I suppose, I probably should have written a warning at the beginning of the fic. But when I started, I wasn’t yet sure about the details of what I would write, so I didn’t know what to warn about. That’s why I clicked “author chose not to add warning”. And that’s, in the end, what this warning means: there might be stuff that you’ll find disturbing, but the author does not want to spoiler it. So, if you read it, be prepared that you might stumble over stuff you might find repulsive. 

I have added warnings for violence now, but OK, let’s be honest: the issue is not violence but that the main character commits the violence. If I wrote that into the tags, I can just as well write a summary as the first chapter. It is, after all what Duff was supposed to find out over the course of this story, that Izzy is not really who he thought he was and had a much darker side than was obvious at first. 

I thought quite a bit about the last chapters and if I should write them or just say, too controversial, let’s write something easier. Should I write what I want to write or what most people want to read? 

I do write for clicks and kudos and comments. No questions here. That’s my payment. And I totally get off on people liking what I write. Which is why I do have this tendency to give in and add things I normally wouldn’t add because I know it will make people happy. And that’s totally OK, I think. 

But in the end, I have to write the stories I want to write or I turn into the fanfiction version of a commercial writer. So, I thought a lot about what type of writer I want to be. Even within a genre like fanfiction. And I decided, in the end, for me, it’s about writing the book I want to write and not the book I think people want to read. So, when I felt the need to take the turn into darker stuff, I decided to take it. 

What is always very interesting for me is the abyss of the human soul. Nobody is only good or only evil. Everybody is a bit of both and I am sure, what part we show depends on the circumstances we live in. I am absolutely sure that in a different time and place, your average KZ torture guard would be this really nice neighbour who asks you over for his barbeque during summer. I'm also sure that a lot of people who claim they would have manned the Resistance during WW 2 would have at best kept their heads down and at worst bought into the bullshit they were told. 

So, yeah. I like to have a closer look at the darker side of people. 

But this time it’s not Izzy, it’s Duff. Why did I pull him into this shit? You could say, first I deconstructed Izzy step by step and when nobody could anymore believe that Izzy was your golden hero, I had Duff follow in his footsteps. So, saying Duff should just say goodbye and do something sensible with his life, is totally understandable. 

I herewith admit that I took part of my inspiration from Christiane F.’s book “We children of Zoo station.” I have no idea how well known it is outside Germany, but in Germany everybody knows it. It’s the autobiography of a girl around 1975 who was addicted to heroin at the age of 14 in Berlin. It is also great research material in case you want to know how being a heroin addict really feels like, so for all these early-era-GNR fics. It’s also the reason why I usually don’t write junky-fics. The level of depressing is past my limits. 

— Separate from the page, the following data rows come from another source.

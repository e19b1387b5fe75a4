//! Web-Mercator tile-pixel projection and overlay geometry
//!
//! Matches the slippy-map convention used by `OpenStreetMap` tile servers so
//! that a concentration grid can be overlaid on a stitched basemap:
//!
//! ```text
//! r     = 2^zoom · 256
//! px    = (lon + 180) / 360 · r
//! py    = (1 - ln(tan φ + sec φ) / π) / 2 · r
//! φ     = atan(sinh(π - 2π · py / r))
//! ```

use crate::error::{ensure_finite, PlumeError, PlumeResult};
use serde::{Deserialize, Serialize};
use std::f64::consts::PI;

/// Edge length of one map tile in pixels
pub const TILE_SIZE: u32 = 256;

/// Highest zoom level accepted
pub const MAX_ZOOM: u8 = 22;

/// Latitude limit of the square Web-Mercator world (degrees)
pub const MAX_LATITUDE: f64 = 85.051_128_779_806_59;

#[inline]
fn world_size(zoom: u8) -> f64 {
    2.0_f64.powi(i32::from(zoom)) * f64::from(TILE_SIZE)
}

/// Project `(lon, lat)` in degrees to global pixel coordinates at `zoom`
pub fn point_to_pixels(lon: f64, lat: f64, zoom: u8) -> (f64, f64) {
    let r = world_size(zoom);
    let lat_rad = lat.to_radians();
    let x = (lon + 180.0) / 360.0 * r;
    let y = (1.0 - (lat_rad.tan() + 1.0 / lat_rad.cos()).ln() / PI) / 2.0 * r;
    (x, y)
}

/// Inverse of [`point_to_pixels`], returning `(lon, lat)` in degrees
pub fn pixels_to_point(x: f64, y: f64, zoom: u8) -> (f64, f64) {
    let r = world_size(zoom);
    let lon = x / r * 360.0 - 180.0;
    let n = PI - 2.0 * PI * y / r;
    let lat = n.sinh().atan().to_degrees();
    (lon, lat)
}

/// Geographic bounding box in degrees
#[derive(Debug, Clone, Copy, PartialEq, Serialize, Deserialize)]
pub struct GeoBounds {
    /// Western edge
    pub min_lon: f64,
    /// Eastern edge
    pub max_lon: f64,
    /// Southern edge
    pub min_lat: f64,
    /// Northern edge
    pub max_lat: f64,
}

impl GeoBounds {
    /// True when `(lon, lat)` lies inside the box (edges included)
    pub fn contains(&self, lon: f64, lat: f64) -> bool {
        (self.min_lon..=self.max_lon).contains(&lon) && (self.min_lat..=self.max_lat).contains(&lat)
    }
}

/// Placement of a simulation grid on a 3×3 block of map tiles
///
/// The block is centred on the tile holding the origin. The grid is drawn
/// with its centre on the origin pixel, one grid cell per map pixel.
#[derive(Debug, Clone, Copy, PartialEq, Serialize, Deserialize)]
pub struct MapView {
    /// Zoom level
    pub zoom: u8,
    /// Origin longitude (degrees)
    pub lon: f64,
    /// Origin latitude (degrees)
    pub lat: f64,
    /// Column of the centre tile
    pub center_tile_x: i64,
    /// Row of the centre tile
    pub center_tile_y: i64,
    /// Geographic extent of the 3×3 block
    pub bounds: GeoBounds,
    /// Pixel column inside the stitched image where the grid's left edge lands
    pub overlay_x: i64,
    /// Pixel row inside the stitched image where the grid's top edge lands
    pub overlay_y: i64,
}

impl MapView {
    /// Compute the view for an origin and a grid of `(rows, cols)`
    ///
    /// # Errors
    ///
    /// Returns [`PlumeError::InvalidParameter`] for a zoom above [`MAX_ZOOM`],
    /// a non-finite coordinate, or a latitude outside the Mercator range.
    pub fn new(lat: f64, lon: f64, zoom: u8, grid_shape: (usize, usize)) -> PlumeResult<Self> {
        validate_origin(lat, lon, zoom)?;
        let tile = f64::from(TILE_SIZE);
        let (px, py) = point_to_pixels(lon, lat, zoom);
        let center_tile_x = (px / tile).floor() as i64;
        let center_tile_y = (py / tile).floor() as i64;

        let tile_i = i64::from(TILE_SIZE);
        let top_left = ((center_tile_x - 1) * tile_i, (center_tile_y - 1) * tile_i);
        let bottom_right = (top_left.0 + 3 * tile_i, top_left.1 + 3 * tile_i);
        let (min_lon, max_lat) = pixels_to_point(top_left.0 as f64, top_left.1 as f64, zoom);
        let (max_lon, min_lat) =
            pixels_to_point(bottom_right.0 as f64, bottom_right.1 as f64, zoom);

        let (rows, cols) = grid_shape;
        let overlay_x = tile_i + px.rem_euclid(tile) as i64 - (cols / 2) as i64;
        let overlay_y = tile_i + py.rem_euclid(tile) as i64 - (rows / 2) as i64;

        Ok(Self {
            zoom,
            lon,
            lat,
            center_tile_x,
            center_tile_y,
            bounds: GeoBounds {
                min_lon,
                max_lon,
                min_lat,
                max_lat,
            },
            overlay_x,
            overlay_y,
        })
    }

    /// Tile coordinates of the 3×3 block with their `(dx, dy)` offsets from the centre
    pub fn tiles(&self) -> impl Iterator<Item = ((i64, i64), (i64, i64))> + '_ {
        (-1..=1).flat_map(move |dx| {
            (-1..=1).map(move |dy| {
                ((dx, dy), (self.center_tile_x + dx, self.center_tile_y + dy))
            })
        })
    }
}

/// Check an origin and zoom level
///
/// # Errors
///
/// See [`MapView::new`].
pub fn validate_origin(lat: f64, lon: f64, zoom: u8) -> PlumeResult<()> {
    ensure_finite("latitude", lat)?;
    ensure_finite("longitude", lon)?;
    if lat.abs() >= MAX_LATITUDE {
        return Err(PlumeError::invalid(
            "latitude",
            lat,
            "outside the Web-Mercator range",
        ));
    }
    if !(-180.0..=180.0).contains(&lon) {
        return Err(PlumeError::invalid("longitude", lon, "must be within ±180°"));
    }
    if zoom > MAX_ZOOM {
        return Err(PlumeError::invalid("zoom", f64::from(zoom), "must be <= 22"));
    }
    Ok(())
}

#[cfg(test)]
mod tests {
    use super::*;
    use approx::assert_relative_eq;

    #[test]
    fn test_origin_of_world() {
        let (x, y) = point_to_pixels(0.0, 0.0, 1);
        assert_relative_eq!(x, 256.0);
        assert_relative_eq!(y, 256.0, epsilon = 1e-9);
        let (lon, lat) = pixels_to_point(0.0, 0.0, 0);
        assert_relative_eq!(lon, -180.0);
        assert_relative_eq!(lat, MAX_LATITUDE, epsilon = 1e-9);
    }

    #[test]
    fn test_view_bounds_contain_origin() {
        let view = MapView::new(26.208938, 78.183051, 16, (1000, 1000)).unwrap();
        assert!(view.bounds.contains(78.183051, 26.208938));
        assert!(view.bounds.min_lon < view.bounds.max_lon);
        assert!(view.bounds.min_lat < view.bounds.max_lat);
        assert_eq!(view.tiles().count(), 9);
        // Grid centre lands on the origin pixel inside the stitched image
        let (px, _) = point_to_pixels(78.183051, 26.208938, 16);
        let origin_col = i64::from(TILE_SIZE) + (px % 256.0) as i64;
        assert_eq!(view.overlay_x + 500, origin_col);
    }

    #[test]
    fn test_invalid_origin_rejected() {
        assert!(MapView::new(89.0, 0.0, 10, (10, 10)).is_err());
        assert!(MapView::new(10.0, 0.0, 30, (10, 10)).is_err());
        assert!(MapView::new(f64::NAN, 0.0, 10, (10, 10)).is_err());
        assert!(MapView::new(10.0, 200.0, 10, (10, 10)).is_err());
    }
}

Anyway. The one fact that stuck with me and that I’m using here was how she said that nobody had ever tried to get her into drugs, on the contrary, that everybody (including her friends who were already using) told her to not do it, not go down that path, that heroin will kill her, that she won’t get anything from them, that she only needed to look at the people around her to see where it was leading, etc. This was not coming from teachers or parents, but from those stuck in the swamp. Her own friends. The people she looked up to.

She still did it. Because she thought those people were cool and she wanted to be cool, too and because she was curious and reckless and made up a million excuses about, hey, she could deal with it all. She was 16 years old when this book was written and that’s what really amazed me, that she had this clear insight: it happened because I wanted it to happen, not because it was anybody’s fault. 

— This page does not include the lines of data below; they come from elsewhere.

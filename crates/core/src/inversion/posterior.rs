//! Posterior draws, marginal summaries and convergence diagnostics
//!
//! Draws are kept per chain in chain order so that between-chain diagnostics
//! (split R-hat, effective sample size) stay computable. Nothing here feeds
//! back into a model; the posterior is summarized and handed to a sink.

use super::model::SourceSample;
use super::nuts::DrawStats;
use serde::{Deserialize, Serialize};

/// Default mass of the equal-tailed credible interval
pub const DEFAULT_CI_MASS: f64 = 0.95;
/// Default mass of the highest-density interval
pub const DEFAULT_HDI_MASS: f64 = 0.94;
/// Default histogram bin count
pub const DEFAULT_BINS: usize = 30;

/// A latent parameter of the source model
#[derive(Debug, Clone, Copy, PartialEq, Eq, Hash, Serialize, Deserialize)]
pub enum Parameter {
    /// Source x
    XSource,
    /// Source y
    YSource,
    /// Emission rate Q
    EmissionRate,
    /// Observation noise
    SigmaObs,
}

impl Parameter {
    /// All parameters in reporting order
    pub const ALL: [Parameter; 4] = [
        Self::XSource,
        Self::YSource,
        Self::EmissionRate,
        Self::SigmaObs,
    ];

    /// Short name used in logs and tables
    pub const fn name(self) -> &'static str {
        match self {
            Self::XSource => "x_src",
            Self::YSource => "y_src",
            Self::EmissionRate => "Q",
            Self::SigmaObs => "sigma_obs",
        }
    }

    /// Value of this parameter in a draw
    #[inline]
    pub fn of(self, sample: &SourceSample) -> f64 {
        match self {
            Self::XSource => sample.x_src,
            Self::YSource => sample.y_src,
            Self::EmissionRate => sample.emission_rate,
            Self::SigmaObs => sample.sigma_obs,
        }
    }
}

/// Retained draws of one chain
#[derive(Debug, Clone, PartialEq, Serialize, Deserialize)]
pub struct ChainTrace {
    /// Draws in sampling order
    pub draws: Vec<SourceSample>,
    /// Sampler statistics aligned with `draws`
    pub stats: Vec<DrawStats>,
    /// Adapted step size
    pub step_size: f64,
    /// Adapted diagonal inverse metric in unconstrained space
    pub inv_metric: [f64; 4],
}

/// Equal-width histogram of one marginal
#[derive(Debug, Clone, PartialEq, Serialize, Deserialize)]
pub struct Histogram {
    /// `bins + 1` edges, ascending
    pub edges: Vec<f64>,
    /// Draw count per bin
    pub counts: Vec<usize>,
}

/// Marginal summary of one parameter across all chains
#[derive(Debug, Clone, PartialEq, Serialize, Deserialize)]
pub struct ParameterSummary {
    /// Which parameter
    pub parameter: Parameter,
    /// Posterior mean
    pub mean: f64,
    /// Posterior standard deviation
    pub sd: f64,
    /// Equal-tailed credible interval
    pub ci: (f64, f64),
    /// Highest-density interval
    pub hdi: (f64, f64),
    /// Marginal histogram
    pub histogram: Histogram,
    /// Split potential scale reduction; NaN with fewer than two draws per half-chain
    pub r_hat: f64,
    /// Effective sample size
    pub ess: f64,
}

/// Run-level sampler health
#[derive(Debug, Clone, PartialEq, Serialize, Deserialize)]
pub struct SamplerDiagnostics {
    /// Divergent transitions among retained draws
    pub divergences: usize,
    /// Retained draws across chains
    pub total_draws: usize,
    /// Mean acceptance statistic across retained draws
    pub mean_accept_stat: f64,
    /// Adapted step size per chain
    pub step_sizes: Vec<f64>,
    /// Draws that stopped at the maximum tree depth
    pub max_depth_hits: usize,
}

/// Joint posterior draws of `(x_src, y_src, Q, σ_obs)`
#[derive(Debug, Clone, PartialEq, Serialize, Deserialize)]
pub struct SourcePosterior {
    chains: Vec<ChainTrace>,
    max_tree_depth: usize,
}

impl SourcePosterior {
    pub(crate) fn new(chains: Vec<ChainTrace>, max_tree_depth: usize) -> Self {
        Self {
            chains,
            max_tree_depth,
        }
    }

    /// Per-chain traces in chain order
    pub fn chains(&self) -> &[ChainTrace] {
        &self.chains
    }

    /// Number of chains
    pub fn num_chains(&self) -> usize {
        self.chains.len()
    }

    /// All draws, chain by chain
    pub fn samples(&self) -> impl Iterator<Item = &SourceSample> + '_ {
        self.chains.iter().flat_map(|c| c.draws.iter())
    }

    /// Total retained draws
    pub fn len(&self) -> usize {
        self.chains.iter().map(|c| c.draws.len()).sum()
    }

    /// Whether no draws were retained
    pub fn is_empty(&self) -> bool {
        self.len() == 0
    }

    /// Pooled values of one parameter
    pub fn values(&self, parameter: Parameter) -> Vec<f64> {
        self.samples().map(|s| parameter.of(s)).collect()
    }

    fn chain_values(&self, parameter: Parameter) -> Vec<Vec<f64>> {
        self.chains
            .iter()
            .map(|c| c.draws.iter().map(|s| parameter.of(s)).collect())
            .collect()
    }

    /// Posterior mean of every parameter
    pub fn mean(&self) -> SourceSample {
        let m = |p| mean(&self.values(p));
        SourceSample {
            x_src: m(Parameter::XSource),
            y_src: m(Parameter::YSource),
            emission_rate: m(Parameter::EmissionRate),
            sigma_obs: m(Parameter::SigmaObs),
        }
    }

    /// Summary of one parameter with explicit interval masses and bin count
    pub fn summarize(
        &self,
        parameter: Parameter,
        ci_mass: f64,
        hdi_mass: f64,
        bins: usize,
    ) -> ParameterSummary {
        let values = self.values(parameter);
        let mut sorted = values.clone();
        sorted.sort_by(f64::total_cmp);
        let tail = 0.5 * (1.0 - ci_mass);
        let per_chain = self.chain_values(parameter);

        ParameterSummary {
            parameter,
            mean: mean(&values),
            sd: std_dev(&values),
            ci: (quantile(&sorted, tail), quantile(&sorted, 1.0 - tail)),
            hdi: hdi(&sorted, hdi_mass),
            histogram: histogram(&sorted, bins),
            r_hat: split_r_hat(&per_chain),
            ess: effective_sample_size(&per_chain),
        }
    }

    /// Default summaries for every parameter
    pub fn summaries(&self) -> Vec<ParameterSummary> {
        Parameter::ALL
            .iter()
            .map(|&p| self.summarize(p, DEFAULT_CI_MASS, DEFAULT_HDI_MASS, DEFAULT_BINS))
            .collect()
    }

    /// Divergences, acceptance and adaptation outcome
    pub fn diagnostics(&self) -> SamplerDiagnostics {
        let stats: Vec<&DrawStats> = self.chains.iter().flat_map(|c| c.stats.iter()).collect();
        let total = stats.len();
        SamplerDiagnostics {
            divergences: stats.iter().filter(|s| s.divergent).count(),
            total_draws: total,
            mean_accept_stat: if total > 0 {
                stats.iter().map(|s| s.accept_stat).sum::<f64>() / total as f64
            } else {
                f64::NAN
            },
            step_sizes: self.chains.iter().map(|c| c.step_size).collect(),
            max_depth_hits: stats
                .iter()
                .filter(|s| s.tree_depth >= self.max_tree_depth)
                .count(),
        }
    }
}

fn mean(values: &[f64]) -> f64 {
    if values.is_empty() {
        return f64::NAN;
    }
    values.iter().sum::<f64>() / values.len() as f64
}

fn variance(values: &[f64]) -> f64 {
    if values.len() < 2 {
        return f64::NAN;
    }
    let m = mean(values);
    values.iter().map(|v| (v - m) * (v - m)).sum::<f64>() / (values.len() - 1) as f64
}

fn std_dev(values: &[f64]) -> f64 {
    variance(values).sqrt()
}

/// Linear-interpolated quantile of sorted values
pub fn quantile(sorted: &[f64], q: f64) -> f64 {
    match sorted.len() {
        0 => f64::NAN,
        1 => sorted[0],
        n => {
            let pos = q.clamp(0.0, 1.0) * (n - 1) as f64;
            let lo = pos.floor() as usize;
            let hi = (lo + 1).min(n - 1);
            let frac = pos - lo as f64;
            sorted[lo] + (sorted[hi] - sorted[lo]) * frac
        }
    }
}

/// Narrowest interval holding `mass` of the sorted draws
pub fn hdi(sorted: &[f64], mass: f64) -> (f64, f64) {
    let n = sorted.len();
    if n == 0 {
        return (f64::NAN, f64::NAN);
    }
    let span = ((mass.clamp(0.0, 1.0) * n as f64).floor() as usize).min(n - 1);
    (0..n - span)
        .map(|i| (sorted[i], sorted[i + span]))
        .min_by(|a, b| (a.1 - a.0).total_cmp(&(b.1 - b.0)))
        .unwrap_or((sorted[0], sorted[n - 1]))
}

/// Equal-width histogram of sorted draws
pub fn histogram(sorted: &[f64], bins: usize) -> Histogram {
    let bins = bins.max(1);
    let (Some(&lo), Some(&hi)) = (sorted.first(), sorted.last()) else {
        return Histogram {
            edges: Vec::new(),
            counts: Vec::new(),
        };
    };
    let width = if hi > lo { (hi - lo) / bins as f64 } else { 1.0 };
    let edges = (0..=bins).map(|i| lo + width * i as f64).collect();
    let mut counts = vec![0; bins];
    for &v in sorted {
        let idx = (((v - lo) / width) as usize).min(bins - 1);
        counts[idx] += 1;
    }
    Histogram { edges, counts }
}

/// Gelman-Rubin statistic over chains split in half
pub fn split_r_hat(chains: &[Vec<f64>]) -> f64 {
    let n = chains.iter().map(Vec::len).min().unwrap_or(0);
    let half = n / 2;
    if chains.is_empty() || half < 2 {
        return f64::NAN;
    }
    let splits: Vec<&[f64]> = chains
        .iter()
        .flat_map(|c| [&c[..half], &c[n - half..n]])
        .collect();

    let means: Vec<f64> = splits.iter().map(|s| mean(s)).collect();
    let within = mean(&splits.iter().map(|s| variance(s)).collect::<Vec<_>>());
    let between = half as f64 * variance(&means);
    if within <= 0.0 {
        return if between > 0.0 { f64::INFINITY } else { 1.0 };
    }
    let var_plus = (half as f64 - 1.0) / half as f64 * within + between / half as f64;
    (var_plus / within).sqrt()
}

/// Effective sample size from Geyer's initial monotone sequence
pub fn effective_sample_size(chains: &[Vec<f64>]) -> f64 {
    let m = chains.len();
    let n = chains.iter().map(Vec::len).min().unwrap_or(0);
    if m == 0 || n < 4 {
        return f64::NAN;
    }
    let chains: Vec<&[f64]> = chains.iter().map(|c| &c[..n]).collect();
    let means: Vec<f64> = chains.iter().map(|c| mean(c)).collect();
    let within = mean(&chains.iter().map(|c| variance(c)).collect::<Vec<_>>());
    let between = if m > 1 { variance(&means) } else { 0.0 };
    let var_plus = within * (n as f64 - 1.0) / n as f64 + between;
    if var_plus.is_nan() || var_plus <= 0.0 {
        return f64::NAN;
    }

    let autocov = |lag: usize| -> f64 {
        chains
            .iter()
            .zip(&means)
            .map(|(c, &mu)| {
                (0..n - lag).map(|i| (c[i] - mu) * (c[i + lag] - mu)).sum::<f64>() / n as f64
            })
            .sum::<f64>()
            / m as f64
    };
    let rho = |lag: usize| 1.0 - (within - autocov(lag)) / var_plus;

    let mut sum = 0.0;
    let mut previous = f64::INFINITY;
    let mut lag = 0;
    while lag + 1 < n {
        let pair = rho(lag) + rho(lag + 1);
        if pair <= 0.0 {
            break;
        }
        let pair = pair.min(previous);
        sum += pair;
        previous = pair;
        lag += 2;
    }
    let total = (m * n) as f64;
    let tau = (2.0 * sum - 1.0).max(1.0 / total.log10());
    total / tau
}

So. That’s what Duff is doing here. Izzy is already down in the swamp and he does keep telling Duff that he shouldn’t follow, shouldn’t do what he has done (but is unable to stop himself, in this case not because of addiction, but because he is as lost about finding a way out as a junky), but Duff, the idiot, still follows him every step of the way. Because he’s curious, because he wants to be part of the cool guys (Izzy and Axl) because he thinks he can handle it. (Spoiler alert: he overestimated himself a bit here). 

The first steps into the world of magic were exciting and colourful and sparkly. A little bit dangerous, a little bit forbidden, too. But doing forbidden things is a heady feeling. Realizing that authority figures (like Father O’Brian) told a lot of bullshit, that it’s up to him to decide what is ethically right and what isn’t and not somebody else, that was a kick for Duff. 

Then he got the first glimpses of the world that lay behind the sparkles. But to be honest, he was already too far in to just move back. Because he would have to leave the sparkling things behind, too, his new friends, his lover, his home, and not to forget: the exciting world of magic. For Duff, magic is the drug here. If he wants to be out, he has to leave the complete scene. 

You could say: he was not yet addicted, but the temptation was bigger than the little voice of caution. 

So, Duff’s first idea was: he can change the rules. He can somehow keep the nasty part away (e.g. by telling Izzy to not torture vampires) and redefine the boundaries. And to a certain degree, it works, because Izzy is willing to compromise his own ethics for Duff and start negotiating with vampires instead of upping his cruelty level until they stop fucking with him. 

But, of course, thinking that he can redefine the terms is not really working because (spoiler alert) reality is what it is and Izzy does not commit cruel acts because he’s so fond of them, but because he sees no way out. That will not change, just because Duff tells him: “but it’s evil” and Izzy saying “oh yes, you’re right, let’s never do it again.”

At this point, Duff is still pretty naïve. You could compare it to Duff convincing Izzy to try and withdraw. And Izzy says, sure, it would be so cool to no longer have this stupid addiction, and, you know what? Let’s do it. And he tries. He gets clean, they laugh and kiss and hug and are happy. For about a week. But the world is still the same, so the next time he is in the same shitty situation, he does what? Yep, does what he always did. 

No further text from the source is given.